As investigações apontam que as vítimas, no Brasil e no exterior, foram induzidas a investir dinheiro com a promessa de receberem, de volta, no futuro, valores milionários. A polícia apurou, por exemplo, que os criminosos prometiam o retorno de “um octilhão de reais” se a pessoa fizesse apenas um depósito de apenas R$ 25. Outras vítimas foram levadas a crer que ganhariam “350 bilhões de centilhões de euros” se concluíssem um aporte de R$ 2 mil.

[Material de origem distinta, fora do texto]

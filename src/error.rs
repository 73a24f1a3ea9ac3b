//! Error types for faultlog
//!
//! Bootstrap errors (logging pipeline setup) are returned to the caller.
//! Errors raised while reporting a failure are never propagated - they are
//! written to stderr so the original failure keeps its normal path.

use std::path::PathBuf;
use thiserror::Error;

/// Main error type for faultlog operations
#[derive(Error, Debug)]
pub enum ReportError {
    /// The log directory could not be created
    #[error("Failed to create log directory {path}: {source}")]
    LogDirectory {
        path: PathBuf,
        #[source]
        source: std::io::Error,
    },

    /// The rolling file appender could not be initialized
    #[error("Failed to create log file appender: {0}")]
    Appender(#[from] tracing_appender::rolling::InitError),

    /// A level or filter directive could not be parsed
    #[error("Invalid log filter: {0}")]
    Filter(#[from] tracing_subscriber::filter::ParseError),

    /// A global subscriber was already installed
    #[error("Logging already initialized: {0}")]
    AlreadyInitialized(#[from] tracing_subscriber::util::TryInitError),

    /// Building or writing a report panicked
    #[error("Error report panicked: {0}")]
    Panicked(String),
}

impl ReportError {
    /// Build a `Panicked` error from a `catch_unwind` payload
    pub fn from_panic(payload: &(dyn std::any::Any + Send)) -> Self {
        let msg = if let Some(s) = payload.downcast_ref::<&str>() {
            (*s).to_string()
        } else if let Some(s) = payload.downcast_ref::<String>() {
            s.clone()
        } else {
            "unknown panic payload".to_string()
        };
        ReportError::Panicked(msg)
    }
}

#[cfg(test)]
mod tests {
    use super::*;

    #[test]
    fn test_error_display() {
        let err = ReportError::LogDirectory {
            path: PathBuf::from("/nope/Logs"),
            source: std::io::Error::new(std::io::ErrorKind::PermissionDenied, "denied"),
        };
        let text = err.to_string();
        assert!(text.contains("/nope/Logs"));
        assert!(text.contains("denied"));
    }

    #[test]
    fn test_error_from_filter() {
        let parse_err = "=[".parse::<tracing_subscriber::filter::Directive>().unwrap_err();
        let err: ReportError = parse_err.into();
        assert!(matches!(err, ReportError::Filter(_)));
    }

    #[test]
    fn test_from_panic_payloads() {
        let err = ReportError::from_panic(&"static message");
        assert_eq!(
            err.to_string(),
            "Error report panicked: static message"
        );

        let err = ReportError::from_panic(&String::from("owned message"));
        assert!(err.to_string().ends_with("owned message"));

        let err = ReportError::from_panic(&42u32);
        assert!(err.to_string().ends_with("unknown panic payload"));
    }
}
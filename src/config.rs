//! Configuration management for faultlog
//!
//! Handles loading environment variables with fail-soft behavior.
//! Invalid values produce a warning on stderr and fall back to the default;
//! configuration problems never stop the host application.

use std::path::PathBuf;
use std::sync::Arc;

/// Reporter configuration
///
/// Loaded from environment variables:
/// - `FAULTLOG_INCLUDE_HEADERS`: dump request headers into reports (defaults to on in
///   debug builds and off in release builds)
/// - `FAULTLOG_REDACT_HEADERS`: mask credential-bearing headers when dumping (default off)
/// - `FAULTLOG_TRUST_PROXY`: take the client IP and URL from `X-Real-IP` / `X-Forwarded-*`
/// - `FAULTLOG_REPORT_CLIENT_ERRORS`: also report 4xx errors
#[derive(Debug, Clone)]
pub struct Config {
    /// Whether request headers are written into each report
    pub include_headers: bool,

    /// Whether sensitive header values are masked when headers are included
    pub redact_sensitive_headers: bool,

    /// Whether proxy headers are trusted for the client address and URL
    pub trust_proxy_headers: bool,

    /// Whether client errors (4xx) are reported in addition to server errors
    pub report_client_errors: bool,
}

impl Config {
    /// Load configuration from environment variables
    pub fn from_env() -> Self {
        let defaults = Self::default_for_build();
        let config = Self {
            include_headers: env_flag("FAULTLOG_INCLUDE_HEADERS")
                .unwrap_or(defaults.include_headers),
            redact_sensitive_headers: env_flag("FAULTLOG_REDACT_HEADERS")
                .unwrap_or(defaults.redact_sensitive_headers),
            trust_proxy_headers: env_flag("FAULTLOG_TRUST_PROXY")
                .unwrap_or(defaults.trust_proxy_headers),
            report_client_errors: env_flag("FAULTLOG_REPORT_CLIENT_ERRORS")
                .unwrap_or(defaults.report_client_errors),
        };

        if config.include_headers && !cfg!(debug_assertions) {
            eprintln!("[faultlog] Request headers will be written to error logs in a release build");
        }

        config
    }

    /// Defaults for the current build profile, ignoring the environment
    ///
    /// Header dumping follows `debug_assertions` so release builds never
    /// write request headers unless explicitly asked to.
    pub fn default_for_build() -> Self {
        Self {
            include_headers: cfg!(debug_assertions),
            redact_sensitive_headers: false,
            trust_proxy_headers: false,
            report_client_errors: false,
        }
    }

    /// Create configuration with an explicit header flag (useful for testing)
    pub fn new(include_headers: bool) -> Self {
        Self {
            include_headers,
            ..Self::default_for_build()
        }
    }

    /// Wrap config in Arc for thread-safe sharing
    pub fn into_arc(self) -> Arc<Self> {
        Arc::new(self)
    }
}

impl Default for Config {
    fn default() -> Self {
        Self::from_env()
    }
}

/// Logging pipeline configuration used by [`crate::logging::init`]
///
/// Loaded from environment variables:
/// - `FAULTLOG_LEVEL`: default filter when `RUST_LOG` is unset (default `info`)
/// - `FAULTLOG_LOG_DIR`: directory for daily-rolling log files (console only when unset)
/// - `FAULTLOG_LOG_PREFIX`: log file name prefix (default `Logs`)
/// - `FAULTLOG_QUIET_FRAMEWORK`: only let actix framework errors through
#[derive(Debug, Clone)]
pub struct LoggingConfig {
    pub level: String,
    pub log_dir: Option<PathBuf>,
    pub file_prefix: String,
    pub quiet_framework: bool,
    pub ansi: bool,
}

impl LoggingConfig {
    pub fn from_env() -> Self {
        let defaults = Self::default();
        Self {
            level: non_empty_var("FAULTLOG_LEVEL").unwrap_or(defaults.level),
            log_dir: non_empty_var("FAULTLOG_LOG_DIR").map(PathBuf::from),
            file_prefix: non_empty_var("FAULTLOG_LOG_PREFIX").unwrap_or(defaults.file_prefix),
            quiet_framework: env_flag("FAULTLOG_QUIET_FRAMEWORK")
                .unwrap_or(defaults.quiet_framework),
            ansi: defaults.ansi,
        }
    }

    /// Enable the rolling file provider under `dir`
    pub fn with_log_dir(mut self, dir: impl Into<PathBuf>) -> Self {
        self.log_dir = Some(dir.into());
        self
    }
}

impl Default for LoggingConfig {
    fn default() -> Self {
        Self {
            level: "info".to_string(),
            log_dir: None,
            file_prefix: "Logs".to_string(),
            quiet_framework: false,
            ansi: true,
        }
    }
}

/// Parse a boolean flag, warning on unrecognized values
fn env_flag(name: &str) -> Option<bool> {
    let raw = std::env::var(name).ok()?;
    let parsed = parse_flag(&raw);
    if parsed.is_none() {
        eprintln!("[faultlog] Ignoring {}={:?}: expected true/false", name, raw);
    }
    parsed
}

fn parse_flag(raw: &str) -> Option<bool> {
    match raw.trim().to_lowercase().as_str() {
        "true" | "1" | "yes" | "on" => Some(true),
        "false" | "0" | "no" | "off" => Some(false),
        _ => None,
    }
}

fn non_empty_var(name: &str) -> Option<String> {
    std::env::var(name)
        .ok()
        .map(|v| v.trim().to_string())
        .filter(|v| !v.is_empty())
}

#[cfg(test)]
mod tests {
    use super::*;

    #[test]
    fn test_config_new() {
        let config = Config::new(true);
        assert!(config.include_headers);
        assert!(!config.redact_sensitive_headers);
        assert!(!config.trust_proxy_headers);
        assert!(!config.report_client_errors);

        let config = Config::new(false);
        assert!(!config.include_headers);
    }

    #[test]
    fn test_default_follows_build_profile() {
        let config = Config::default_for_build();
        assert_eq!(config.include_headers, cfg!(debug_assertions));
    }

    #[test]
    fn test_parse_flag() {
        assert_eq!(parse_flag("true"), Some(true));
        assert_eq!(parse_flag(" YES "), Some(true));
        assert_eq!(parse_flag("1"), Some(true));
        assert_eq!(parse_flag("off"), Some(false));
        assert_eq!(parse_flag("0"), Some(false));
        assert_eq!(parse_flag("maybe"), None);
        assert_eq!(parse_flag(""), None);
    }

    #[test]
    fn test_report_client_errors_from_env() {
        std::env::set_var("FAULTLOG_REPORT_CLIENT_ERRORS", "true");
        let config = Config::from_env();
        assert!(config.report_client_errors);
        std::env::remove_var("FAULTLOG_REPORT_CLIENT_ERRORS");
    }

    #[test]
    fn test_invalid_flag_falls_back() {
        std::env::set_var("FAULTLOG_TRUST_PROXY", "sometimes");
        let config = Config::from_env();
        assert!(!config.trust_proxy_headers);
        std::env::remove_var("FAULTLOG_TRUST_PROXY");
    }

    #[test]
    fn test_config_into_arc() {
        let arc_config = Config::new(false).into_arc();
        assert!(!arc_config.include_headers);
    }

    #[test]
    fn test_logging_config_defaults() {
        let config = LoggingConfig::default();
        assert_eq!(config.level, "info");
        assert_eq!(config.file_prefix, "Logs");
        assert!(config.log_dir.is_none());
        assert!(!config.quiet_framework);
    }

    #[test]
    fn test_logging_config_from_env() {
        std::env::set_var("FAULTLOG_LOG_PREFIX", "Orders");
        std::env::set_var("FAULTLOG_LEVEL", "  ");
        let config = LoggingConfig::from_env();
        assert_eq!(config.file_prefix, "Orders");
        assert_eq!(config.level, "info");
        std::env::remove_var("FAULTLOG_LOG_PREFIX");
        std::env::remove_var("FAULTLOG_LEVEL");
    }

    #[test]
    fn test_with_log_dir() {
        let config = LoggingConfig::default().with_log_dir("Logs");
        assert_eq!(config.log_dir, Some(PathBuf::from("Logs")));
    }
}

A investigação começou há um ano. Segundo a Polícia Civil do DF, o grupo é composto por cerca de 200 integrantes, incluindo dezenas de lideranças evangélicas intitulados pastores. Os religiosos são acusados de induzir as vítimas ao erro — normalmente, fiéis que frequentam suas igrejas e que eram levados a acreditar que eram escolhidos por Deus para receber a “benção”, isto é, quantias milionárias.
Empresas fantasmas e ‘falsos bancos’
Os investigadores destacaram que o grupo mantinha empresas “fantasmas” e de fachada que simulavam ser instituições financeiras digitais (falsos bancos), com alto capital declarado. As vítimas eram enganadas que receberiam o dinheiro por meio dessas instituições.
Para dar uma aparência de legalidade à operações, o grupo fazia contratos falsos com as vítimas, nos quais prometiam a liberação de “quantias surreais provenientes de inexistentes títulos de investimento”. O grupo afirmava que tais títulos estavam registrados no Banco Central do Brasil (Bacen) e no Conselho de Controle de Atividades Financeiras (Coaf).
De acordo com a PCDF, o grupo movimentou mais de R$ 156 milhões nos últimos cinco anos e utilizou cerca de quarenta empresas “fantasmas” e de fachada e mais de oitocentas contas bancárias suspeitas para forjar o esquema.
Agentes da Polícia Civil do Distrito Federal cumpriram, na manhã desta quarta, dois mandados de prisão preventiva e 16 de busca e apreensão contra integrantes da organização, suspeita de praticar estelionato e outros crimes no DF e em quase todas as unidades da federação. De acordo com os investigadores, o golpe pode ser considerado um dos maiores já apurados no país.
As buscas foram feitas em endereços do DF e de quatro estados –Goiás, Mato Grosso, Paraná e São Paulo. A Justiça também autorizou o bloqueio de valores, redes sociais e a proibição do uso de mídias digitais por parte dos suspeitos. Segundo o “Metrópoles”, um dos alvos foi Osório José Lopes Júnior, apontado como líder do grupo e que é considerado foragido. Ele se apresenta nas redes sociais como pastor. Osório foi denunciado pelo Ministério Público de São Paulo e de Goiás, no ano passado.
Os suspeitos são acusados de formar uma “rede criminosa organizada, estruturalmente ordenada, hierarquizada e caracterizada pela divisão de tarefas, especializada no cometimento de diversos crimes como falsidade ideológica, lavagem de dinheiro, sonegação fiscal e estelionatos por meio de redes sociais (fraude eletrônica)”. O objetivo dos golpistas, segundo a polícia, seria obter vantagem econômica às custas das vítimas.
Em dezembro, a polícia chegou a prender em Brasília um dos suspeitos de envolvimento no esquema. Na ocasião, ele usou um documento falso numa agência bancária para simular ter um crédito de cerca de R$ 17 bilhões. Preso em flagrante, Paulo Roberto Salomão foi descrito pelos investigadores como “o principal influenciador digital” da quadrilha. O grupo continuou a aplicar golpes mesmo após essa detenção.
“Os alvos poderão responder, a depender de sua participação no esquema, pelo cometimento dos delitos de estelionato, falsificação de documentos, falsidade ideológica, lavagem de dinheiro, crimes contra a ordem tributária e organização criminosa”, afirmou a PCDF, em nota.